An hour later, you're already looking for a missing person on the outskirts—and it's not an easy walk. Dusk, a cold wind, the gates of the old courtyard creak, and the smell of incense comes from the barn: someone was doing something there recently, and this smell suddenly seems like a clue. You're arguing with people who smile when it suits them; their smiles are thinner than a knife.
In this game, everything is decided by a glance, a pause, and what unexpectedly hides under the rug. Grekhovka doesn't like unnecessary questions. Grekhovka presses with silence, glances and quiet condemnation.
But if you start digging, you'll get answers.
- Your answers and other people's answers: the game knows how to reflect your decisions like in a mirror, showing not only the truth about losing, but also about yourself.
Sometimes the answer is an epiphany, sometimes a punch in the gut.
- Features: One evening, multiple endings — each decision changes the course of events and closes some paths, opening others.
Inspect the premises with attention to detail: listen to the steps, inspect things, find little things that will tell a lot about the owner.
- Interrogate with character: choose your tone, pauses, and questions; body language and smiles are more important than words.
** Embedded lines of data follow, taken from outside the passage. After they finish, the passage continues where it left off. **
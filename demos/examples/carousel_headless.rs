// Copyright 2025 the Understory Authors
// SPDX-License-Identifier: Apache-2.0 OR MIT

//! A headless circular carousel of 100 labelled pages.
//!
//! This example drives `understory_carousel` without any UI toolkit:
//! - a `HashMap`-backed surface stands in for the host scroll container,
//! - a label source recycles views and rewrites their text and color,
//! - a manual clock plays the role of the display-link scheduler.
//!
//! Run:
//! - `cargo run -p understory_demos --example carousel_headless`
//! - `RUST_LOG=understory_carousel=trace cargo run -p understory_demos --example carousel_headless`

use std::cell::{Cell, RefCell};
use std::collections::HashMap;
use std::rc::Rc;

use kurbo::{Point, Rect, Size};
use tracing::info;
use tracing_subscriber::{layer::SubscriberExt, util::SubscriberInitExt};
use understory_carousel::{
    Carousel, CarouselConfig, CarouselDelegate, CarouselStatus, FrameScheduler, ItemSource,
    ScrollSurface, SurfaceBehavior,
};

const PAGE: Size = Size::new(320.0, 480.0);

#[derive(Clone, Copy, Debug, PartialEq, Eq, Hash)]
struct ViewId(u32);

#[derive(Clone, Debug, Default)]
struct Label {
    text: String,
    hue: u16,
}

type Labels = Rc<RefCell<HashMap<ViewId, Label>>>;

/// Scroll container that only records what it is told.
#[derive(Debug, Default)]
struct HeadlessSurface {
    frame: Rect,
    content_size: Size,
    content_offset: Point,
    dragging: bool,
    attached: Vec<ViewId>,
    frames: HashMap<ViewId, Rect>,
}

impl ScrollSurface for HeadlessSurface {
    type View = ViewId;

    fn frame(&self) -> Rect {
        self.frame
    }

    fn set_frame(&mut self, frame: Rect) {
        self.frame = frame;
    }

    fn content_size(&self) -> Size {
        self.content_size
    }

    fn set_content_size(&mut self, size: Size) {
        self.content_size = size;
    }

    fn content_offset(&self) -> Point {
        self.content_offset
    }

    fn set_content_offset(&mut self, offset: Point) {
        self.content_offset = offset;
    }

    fn is_dragging(&self) -> bool {
        self.dragging
    }

    fn is_decelerating(&self) -> bool {
        false
    }

    fn apply_behavior(&mut self, behavior: &SurfaceBehavior) {
        println!("surface behavior: {:?}", behavior.flags);
    }

    fn attach(&mut self, view: &ViewId) {
        self.attached.push(*view);
    }

    fn detach(&mut self, view: &ViewId) {
        self.attached.retain(|v| v != view);
        self.frames.remove(view);
    }

    fn place(&mut self, view: &ViewId, frame: Rect) {
        self.frames.insert(*view, frame);
    }

    fn measured_size(&self, _: &ViewId) -> Size {
        PAGE
    }

    fn parent_of(&self, _: &ViewId) -> Option<ViewId> {
        None
    }
}

/// Colored labels, one per item, reusing recycled views.
struct LabelSource {
    count: usize,
    next_id: u32,
    labels: Labels,
}

impl ItemSource<ViewId> for LabelSource {
    fn item_count(&self) -> usize {
        self.count
    }

    fn view_for_item(&mut self, index: usize, reusable: Option<ViewId>) -> ViewId {
        let view = reusable.unwrap_or_else(|| {
            self.next_id += 1;
            ViewId(self.next_id)
        });
        let hue = u16::try_from(index * 37 % 360).unwrap_or(0);
        self.labels.borrow_mut().insert(
            view,
            Label {
                text: format!("This is view #{index}."),
                hue,
            },
        );
        view
    }
}

/// Pages fill the carousel; index changes are printed.
struct PageDelegate;

impl CarouselDelegate for PageDelegate {
    fn item_size(&mut self, _: &CarouselStatus) -> Option<Size> {
        Some(PAGE)
    }

    fn current_index_did_change(&mut self, status: &CarouselStatus) {
        info!(
            index = status.current_index,
            page = status.current_page,
            pages = status.page_count,
            "current index changed"
        );
    }

    fn did_end_scrolling_animation(&mut self, status: &CarouselStatus) {
        println!("animation ended at offset {:.3}", status.scroll_offset);
    }

    fn did_select(&mut self, index: usize, _: &CarouselStatus) {
        info!(index, "item selected by tap");
    }
}

/// Clock advanced by hand, one frame at a time.
#[derive(Clone, Default)]
struct ManualClock {
    now: Rc<Cell<f64>>,
    running: Rc<Cell<bool>>,
}

impl FrameScheduler for ManualClock {
    fn now(&self) -> f64 {
        self.now.get()
    }

    fn start(&mut self, _interval: f64) {
        self.running.set(true);
    }

    fn stop(&mut self) {
        self.running.set(false);
    }
}

fn print_visible(carousel: &Carousel<HeadlessSurface>, labels: &Labels) {
    let labels = labels.borrow();
    for index in carousel.visible_indices() {
        let Some(view) = carousel.view_at(index) else {
            continue;
        };
        let label = labels.get(view).cloned().unwrap_or_default();
        let frame = carousel.surface().frames.get(view).copied().unwrap_or_default();
        println!(
            "  [{index:>2}] {:?} hue={:>3} x={:>7.1} {}",
            view, label.hue, frame.x0, label.text
        );
    }
}

fn run_frames(carousel: &mut Carousel<HeadlessSurface>, clock: &ManualClock) {
    let frame = 1.0 / 60.0;
    while clock.running.get() {
        clock.now.set(clock.now.get() + frame);
        carousel.tick();
    }
}

fn main() {
    tracing_subscriber::registry()
        .with(tracing_subscriber::EnvFilter::new(
            std::env::var("RUST_LOG").unwrap_or_else(|_| "info,understory_carousel=debug".into()),
        ))
        .with(tracing_subscriber::fmt::layer().with_target(false))
        .init();

    let labels: Labels = Rc::default();
    let clock = ManualClock::default();
    let config = CarouselConfig {
        wrap_enabled: true,
        ..CarouselConfig::default()
    };
    let mut carousel = Carousel::with_config(HeadlessSurface::default(), clock.clone(), config);
    carousel.set_delegate(PageDelegate);
    carousel.set_item_source(LabelSource {
        count: 100,
        next_id: 0,
        labels: labels.clone(),
    });
    carousel.set_bounds(PAGE);
    carousel.layout_if_needed();

    info!("Initial layout");
    print_visible(&carousel, &labels);

    info!("Animate to the last item (one step backwards)");
    carousel.scroll_to_index(99, 0.4);
    run_frames(&mut carousel, &clock);
    print_visible(&carousel, &labels);

    info!("Jump forward ten items");
    carousel.scroll_by_items(10, 0.0);
    print_visible(&carousel, &labels);

    info!("Drag past half a page and let paging settle");
    carousel.surface_will_begin_dragging();
    carousel.surface_mut().dragging = true;
    let offset = carousel.surface().content_offset;
    carousel.surface_mut().content_offset = Point::new(offset.x + PAGE.width * 0.6, offset.y);
    carousel.surface_did_scroll();
    carousel.surface_mut().dragging = false;
    carousel.surface_did_end_dragging(false);
    carousel.set_needs_layout();
    carousel.layout_if_needed();
    run_frames(&mut carousel, &clock);
    print_visible(&carousel, &labels);

    info!("Tap the current page");
    if let Some(view) = carousel.current_view().copied() {
        let center = carousel
            .surface()
            .frames
            .get(&view)
            .map(Rect::center)
            .unwrap_or_default();
        if carousel.pointer_down(&view, center, 0) {
            carousel.pointer_up(center, 80);
        }
    }

    println!(
        "\n{} views attached, {} label entries",
        carousel.surface().attached.len(),
        labels.borrow().len()
    );
}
Elections without prompts — their consequences are tangible and irreversible.
- This means not only moral damage: sometimes the consequences have a taste of iron (wounds, blood) and the smell of strong coffee in the morning.
- The atmosphere of the village: religious symbols, cigarette smoke, booze in pubs — everything is woven into the life and motivation of the characters, and not for the sake of outrage.
- Tone and themes: the dark, tense atmosphere of the detective story, moral ambiguity, psychological tension and small human weaknesses.
The game/plot doesn't answer all the questions — you need to make a choice and accept the results.